Dataset excerpts
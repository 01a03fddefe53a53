//! Pipes: polymorphic nodes of the dataflow graph.
//!
//! A pipe accepts records on its input entry and/or emits them to a
//! designated output pipe. Control traffic (manager plumbing, flow
//! definitions, options) travels through a separate typed command
//! channel; events travel *upstream* through the probe chain attached at
//! construction (see [`probe`]).
//!
//! The input entry must not fail synchronously — errors are raised
//! through the probe chain. Pipes are thread-affine to the event loop
//! driving them; crossing loops goes through the transfer facility.

pub mod output;
pub mod probe;

use std::any::Any;
use std::sync::Arc;

use crate::error::{Error, Result};
use crate::ubuf::UbufMgrRef;
use crate::uclock::Uclock;
use crate::upump::{PumpCtl, UpumpMgr};
use crate::uref::{Uref, UrefMgr};

pub use probe::{Event, LogProbe, ProbeResult, Uprobe, UprobeRef, throw};

/// Shared handle to a pipe.
pub type UpipeRef = Arc<dyn Upipe>;

/// Builds a FOURCC signature tag.
pub const fn fourcc(tag: &[u8; 4]) -> u32 {
    u32::from_be_bytes(*tag)
}

/// Control commands understood by every pipe. Manager-specific commands
/// ride in [`Command::Extra`], gated by the manager's signature.
pub enum Command {
    GetUrefMgr,
    SetUrefMgr(Arc<UrefMgr>),
    GetUpumpMgr,
    SetUpumpMgr(Arc<dyn UpumpMgr>),
    GetUbufMgr,
    SetUbufMgr(UbufMgrRef),
    GetUclock,
    SetUclock(Arc<dyn Uclock>),
    GetOutput,
    SetOutput(Option<UpipeRef>),
    GetFlowDef,
    SetFlowDef(Uref),
    /// Manager-private command; rejected unless `signature` matches the
    /// target manager's signature.
    Extra {
        signature: u32,
        args: Box<dyn Any + Send>,
    },
}

impl Command {
    /// Stable numeric opcode, for logs. Manager-private commands all map
    /// into the private range.
    pub fn opcode(&self) -> u32 {
        match self {
            Self::GetUrefMgr => 0x01,
            Self::SetUrefMgr(_) => 0x02,
            Self::GetUpumpMgr => 0x03,
            Self::SetUpumpMgr(_) => 0x04,
            Self::GetUbufMgr => 0x05,
            Self::SetUbufMgr(_) => 0x06,
            Self::GetUclock => 0x07,
            Self::SetUclock(_) => 0x08,
            Self::GetOutput => 0x09,
            Self::SetOutput(_) => 0x0a,
            Self::GetFlowDef => 0x0b,
            Self::SetFlowDef(_) => 0x0c,
            Self::Extra { .. } => 0x8000,
        }
    }

    /// Command name, for logs.
    pub fn name(&self) -> &'static str {
        match self {
            Self::GetUrefMgr => "get_uref_mgr",
            Self::SetUrefMgr(_) => "set_uref_mgr",
            Self::GetUpumpMgr => "get_upump_mgr",
            Self::SetUpumpMgr(_) => "set_upump_mgr",
            Self::GetUbufMgr => "get_ubuf_mgr",
            Self::SetUbufMgr(_) => "set_ubuf_mgr",
            Self::GetUclock => "get_uclock",
            Self::SetUclock(_) => "set_uclock",
            Self::GetOutput => "get_output",
            Self::SetOutput(_) => "set_output",
            Self::GetFlowDef => "get_flow_def",
            Self::SetFlowDef(_) => "set_flow_def",
            Self::Extra { .. } => "extra",
        }
    }
}

impl std::fmt::Debug for Command {
    fn fmt(&self, f: &mut std::fmt::Formatter<'_>) -> std::fmt::Result {
        write!(f, "Command::{} (0x{:04x})", self.name(), self.opcode())
    }
}

/// Replies to control commands.
pub enum Reply {
    /// The command was applied; nothing to return.
    Ack,
    UrefMgr(Option<Arc<UrefMgr>>),
    UpumpMgr(Option<Arc<dyn UpumpMgr>>),
    UbufMgr(Option<UbufMgrRef>),
    Uclock(Option<Arc<dyn Uclock>>),
    Output(Option<UpipeRef>),
    /// A duplicate of the stored flow definition.
    FlowDef(Option<Uref>),
    Extra(Box<dyn Any + Send>),
}

/// The pipe contract.
pub trait Upipe: Send + Sync {
    /// FOURCC tag of the pipe type.
    fn signature(&self) -> u32;

    /// Head of the probe chain attached at construction.
    fn probe(&self) -> &UprobeRef;

    /// Sink/transform entry. Must not fail synchronously; errors go
    /// through the probe chain. `pump` identifies the watcher whose
    /// callback produced the record, when any.
    fn input(&self, uref: Uref, pump: Option<&PumpCtl>) {
        let _ = (uref, pump);
        log::error!(
            "pipe {:08x} does not accept input, record dropped",
            self.signature()
        );
    }

    /// Typed control entry.
    fn control(&self, command: Command) -> Result<Reply>;
}

/// The pipe-manager contract: a factory for one pipe type. Managers with
/// extra constructor arguments expose inherent methods beside this trait.
pub trait UpipeMgr: Send + Sync {
    /// FOURCC tag shared by all pipes of this manager.
    fn signature(&self) -> u32;

    /// Allocates a pipe with `probe` as its probe chain.
    fn alloc(self: Arc<Self>, probe: UprobeRef) -> Result<UpipeRef>;

    /// Releases pooled structures, if the manager keeps any.
    fn vacuum(&self) {}
}

/// Checks and unpacks the `args` of a manager-private command.
pub fn extra_args<T: 'static>(signature: u32, expected: u32, args: Box<dyn Any + Send>) -> Result<Box<T>> {
    if signature != expected {
        return Err(Error::Unsupported);
    }
    args.downcast::<T>().map_err(|_| Error::BadArg)
}

#[cfg(test)]
mod tests {
    use super::*;

    #[test]
    fn fourcc_is_stable() {
        assert_eq!(fourcc(b"xfer"), 0x78666572);
    }

    #[test]
    fn opcodes_stay_below_private_range() {
        assert!(Command::GetUrefMgr.opcode() < 0x8000);
        assert!(Command::SetFlowDef(crate::uref::UrefMgr::new(
            crate::udict::UdictMgr::new(1, 4)
        )
        .alloc_control())
        .opcode() < 0x8000);
        let extra = Command::Extra {
            signature: fourcc(b"test"),
            args: Box::new(0u32),
        };
        assert_eq!(extra.opcode(), 0x8000);
    }

    #[test]
    fn extra_args_checks_signature_and_type() {
        let sig = fourcc(b"abcd");
        let ok = extra_args::<u32>(sig, sig, Box::new(7u32)).unwrap();
        assert_eq!(*ok, 7);
        assert_eq!(
            extra_args::<u32>(sig, fourcc(b"zzzz"), Box::new(7u32)).err(),
            Some(Error::Unsupported)
        );
        assert_eq!(
            extra_args::<String>(sig, sig, Box::new(7u32)).err(),
            Some(Error::BadArg)
        );
    }
}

Exercise details
Collect each line above holding the string "GetUpumpMgr".

Your response
    GetUpumpMgr,
            Self::GetUpumpMgr => 0x03,
            Self::GetUpumpMgr => "get_upump_mgr",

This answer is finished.